[Dataset records — start]

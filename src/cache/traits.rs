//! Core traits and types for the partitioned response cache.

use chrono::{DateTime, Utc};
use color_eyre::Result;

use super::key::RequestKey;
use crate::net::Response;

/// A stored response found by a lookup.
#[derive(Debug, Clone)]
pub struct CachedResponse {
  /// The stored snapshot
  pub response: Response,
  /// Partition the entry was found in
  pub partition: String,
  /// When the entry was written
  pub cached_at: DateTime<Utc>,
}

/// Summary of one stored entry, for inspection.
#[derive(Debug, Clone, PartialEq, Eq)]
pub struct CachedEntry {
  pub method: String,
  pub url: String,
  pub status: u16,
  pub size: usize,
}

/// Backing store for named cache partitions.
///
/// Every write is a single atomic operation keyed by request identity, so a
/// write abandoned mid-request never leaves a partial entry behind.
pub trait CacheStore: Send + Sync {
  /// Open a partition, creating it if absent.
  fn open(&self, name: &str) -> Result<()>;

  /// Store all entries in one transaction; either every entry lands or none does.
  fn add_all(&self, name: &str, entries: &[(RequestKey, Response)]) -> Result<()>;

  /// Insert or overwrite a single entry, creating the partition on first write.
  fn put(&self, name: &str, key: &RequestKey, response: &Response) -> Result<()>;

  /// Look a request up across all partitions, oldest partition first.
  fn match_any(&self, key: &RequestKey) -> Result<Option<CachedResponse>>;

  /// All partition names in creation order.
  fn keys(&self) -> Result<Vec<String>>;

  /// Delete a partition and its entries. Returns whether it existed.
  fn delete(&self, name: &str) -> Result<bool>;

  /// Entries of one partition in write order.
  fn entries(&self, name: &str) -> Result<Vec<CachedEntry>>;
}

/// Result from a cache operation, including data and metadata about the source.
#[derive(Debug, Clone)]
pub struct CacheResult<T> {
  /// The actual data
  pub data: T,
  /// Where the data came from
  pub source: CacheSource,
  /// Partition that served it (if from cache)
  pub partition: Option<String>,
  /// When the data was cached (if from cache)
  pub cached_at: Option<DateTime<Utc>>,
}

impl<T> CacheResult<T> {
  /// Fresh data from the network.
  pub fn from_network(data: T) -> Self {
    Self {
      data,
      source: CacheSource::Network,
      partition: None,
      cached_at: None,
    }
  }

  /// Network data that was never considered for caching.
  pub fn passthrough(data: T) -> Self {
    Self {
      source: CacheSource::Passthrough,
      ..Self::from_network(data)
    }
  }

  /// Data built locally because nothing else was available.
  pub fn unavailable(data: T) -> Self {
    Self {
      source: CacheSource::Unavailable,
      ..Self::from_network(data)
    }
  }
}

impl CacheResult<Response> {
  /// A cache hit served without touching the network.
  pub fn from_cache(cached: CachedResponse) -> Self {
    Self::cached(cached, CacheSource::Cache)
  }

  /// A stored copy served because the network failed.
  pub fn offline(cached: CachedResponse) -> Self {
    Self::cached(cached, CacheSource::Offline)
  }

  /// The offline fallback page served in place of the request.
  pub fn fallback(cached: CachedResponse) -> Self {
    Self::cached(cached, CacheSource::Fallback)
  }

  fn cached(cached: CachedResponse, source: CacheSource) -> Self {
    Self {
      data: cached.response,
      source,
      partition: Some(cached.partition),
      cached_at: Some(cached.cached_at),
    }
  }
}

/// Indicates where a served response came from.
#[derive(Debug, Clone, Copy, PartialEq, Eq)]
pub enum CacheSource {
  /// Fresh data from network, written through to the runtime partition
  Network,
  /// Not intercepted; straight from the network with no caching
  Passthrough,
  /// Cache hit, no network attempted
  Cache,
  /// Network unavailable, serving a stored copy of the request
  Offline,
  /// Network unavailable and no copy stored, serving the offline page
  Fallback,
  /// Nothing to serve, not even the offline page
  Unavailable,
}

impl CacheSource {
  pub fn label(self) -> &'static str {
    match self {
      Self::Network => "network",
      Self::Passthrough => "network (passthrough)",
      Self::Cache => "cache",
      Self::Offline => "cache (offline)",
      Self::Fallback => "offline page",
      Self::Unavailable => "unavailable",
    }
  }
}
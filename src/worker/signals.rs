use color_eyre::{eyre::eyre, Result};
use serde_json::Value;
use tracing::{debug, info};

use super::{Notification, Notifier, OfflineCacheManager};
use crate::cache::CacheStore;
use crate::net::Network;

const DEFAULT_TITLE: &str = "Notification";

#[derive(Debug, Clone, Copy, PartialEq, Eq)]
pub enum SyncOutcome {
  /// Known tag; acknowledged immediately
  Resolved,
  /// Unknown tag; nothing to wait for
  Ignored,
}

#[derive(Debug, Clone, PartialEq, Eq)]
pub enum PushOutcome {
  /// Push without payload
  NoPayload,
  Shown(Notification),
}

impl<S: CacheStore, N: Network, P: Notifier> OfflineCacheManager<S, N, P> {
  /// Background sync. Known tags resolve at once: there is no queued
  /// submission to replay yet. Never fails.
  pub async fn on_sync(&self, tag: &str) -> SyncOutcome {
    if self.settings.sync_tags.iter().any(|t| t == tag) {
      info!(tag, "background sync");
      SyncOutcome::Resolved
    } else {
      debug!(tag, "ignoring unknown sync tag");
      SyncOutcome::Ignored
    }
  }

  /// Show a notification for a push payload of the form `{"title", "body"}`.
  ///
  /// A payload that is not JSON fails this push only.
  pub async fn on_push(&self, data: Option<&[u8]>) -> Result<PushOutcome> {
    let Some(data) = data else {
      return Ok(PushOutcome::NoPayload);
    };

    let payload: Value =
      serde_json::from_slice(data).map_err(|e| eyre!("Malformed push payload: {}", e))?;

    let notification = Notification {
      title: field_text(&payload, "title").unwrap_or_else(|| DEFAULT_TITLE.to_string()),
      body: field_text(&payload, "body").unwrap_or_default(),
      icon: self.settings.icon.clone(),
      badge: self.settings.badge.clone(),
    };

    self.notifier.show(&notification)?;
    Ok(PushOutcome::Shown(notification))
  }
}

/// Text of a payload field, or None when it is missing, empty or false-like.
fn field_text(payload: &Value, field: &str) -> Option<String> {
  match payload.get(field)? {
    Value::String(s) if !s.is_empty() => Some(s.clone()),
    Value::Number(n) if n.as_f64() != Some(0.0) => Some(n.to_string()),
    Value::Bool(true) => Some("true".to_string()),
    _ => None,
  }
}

[Dataset records — finish]

--- Task statement ---
Filter the data above by the word "async" and copy every line that matches.

--- Completed task ---
  pub async fn on_sync(&self, tag: &str) -> SyncOutcome {
  pub async fn on_push(&self, data: Option<&[u8]>) -> Result<PushOutcome> {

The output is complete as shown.